Instructions to follow -> Repeat the data below word for word.
-=-=-
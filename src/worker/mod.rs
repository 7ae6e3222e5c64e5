//! Per-job conversion workers.
//!
//! A worker is either a conversion-engine child process or a disposable
//! Docker container running this service in subprocess mode. Workers are
//! created for one job and torn down after it.
//!
//! # Architecture
//!
//! ```text
//! ┌───────────────────────────────────────────────────────────────────────────┐
//! │                        WorkerLifecycleManager                              │
//! │                                                                            │
//! │   acquire(job_id)                                                          │
//! │         │                                                                  │
//! │         ▼                                                                  │
//! │   ┌──────────────┐     ┌──────────────┐     ┌──────────────────────────┐  │
//! │   │ Provision    │────▶│ Wait Ready   │────▶│ WorkerLease::convert     │  │
//! │   │ (engine or   │     │ (port + GET  │     │ (engine run or POST      │  │
//! │   │  container)  │     │  /health)    │     │  /convert with file_url) │  │
//! │   └──────────────┘     └──────────────┘     └──────────────────────────┘  │
//! │                                                        │                   │
//! │                                                        ▼                   │
//! │                                              ┌──────────────────────────┐  │
//! │                                              │ release: stop + remove   │  │
//! │                                              └──────────────────────────┘  │
//! └───────────────────────────────────────────────────────────────────────────┘
//! ```

pub mod api;
pub mod config;
pub mod container;
pub mod error;
pub mod manager;
pub mod subprocess;

pub use config::{WorkerBackend, WorkerConfig};
pub use error::WorkerError;
pub use manager::{
    ConversionOutput, ConversionRequest, Worker, WorkerEndpoint, WorkerLease,
    WorkerLifecycleManager, WorkerState, container_env,
};
pub use subprocess::EngineRunner;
-=-=-
Result of the task ->
filename src/worker/mod.rs
repository 7ae6e3222e5c64e5
//! Per-job conversion workers.
//!
//! A worker is either a conversion-engine child process or a disposable
//! Docker container running this service in subprocess mode. Workers are
//! created for one job and torn down after it.
//!
//! # Architecture
//!
//! ```text
//! ┌───────────────────────────────────────────────────────────────────────────┐
//! │                        WorkerLifecycleManager                              │
//! │                                                                            │
//! │   acquire(job_id)                                                          │
//! │         │                                                                  │
//! │         ▼                                                                  │
//! │   ┌──────────────┐     ┌──────────────┐     ┌──────────────────────────┐  │
//! │   │ Provision    │────▶│ Wait Ready   │────▶│ WorkerLease::convert     │  │
//! │   │ (engine or   │     │ (port + GET  │     │ (engine run or POST      │  │
//! │   │  container)  │     │  /health)    │     │  /convert with file_url) │  │
//! │   └──────────────┘     └──────────────┘     └──────────────────────────┘  │
//! │                                                        │                   │
//! │                                                        ▼                   │
//! │                                              ┌──────────────────────────┐  │
//! │                                              │ release: stop + remove   │  │
//! │                                              └──────────────────────────┘  │
//! └───────────────────────────────────────────────────────────────────────────┘
//! ```

pub mod api;
pub mod config;
pub mod container;
pub mod error;
pub mod manager;
pub mod subprocess;

pub use config::{WorkerBackend, WorkerConfig};
pub use error::WorkerError;
pub use manager::{
    ConversionOutput, ConversionRequest, Worker, WorkerEndpoint, WorkerLease,
    WorkerLifecycleManager, WorkerState, container_env,
};
pub use subprocess::EngineRunner;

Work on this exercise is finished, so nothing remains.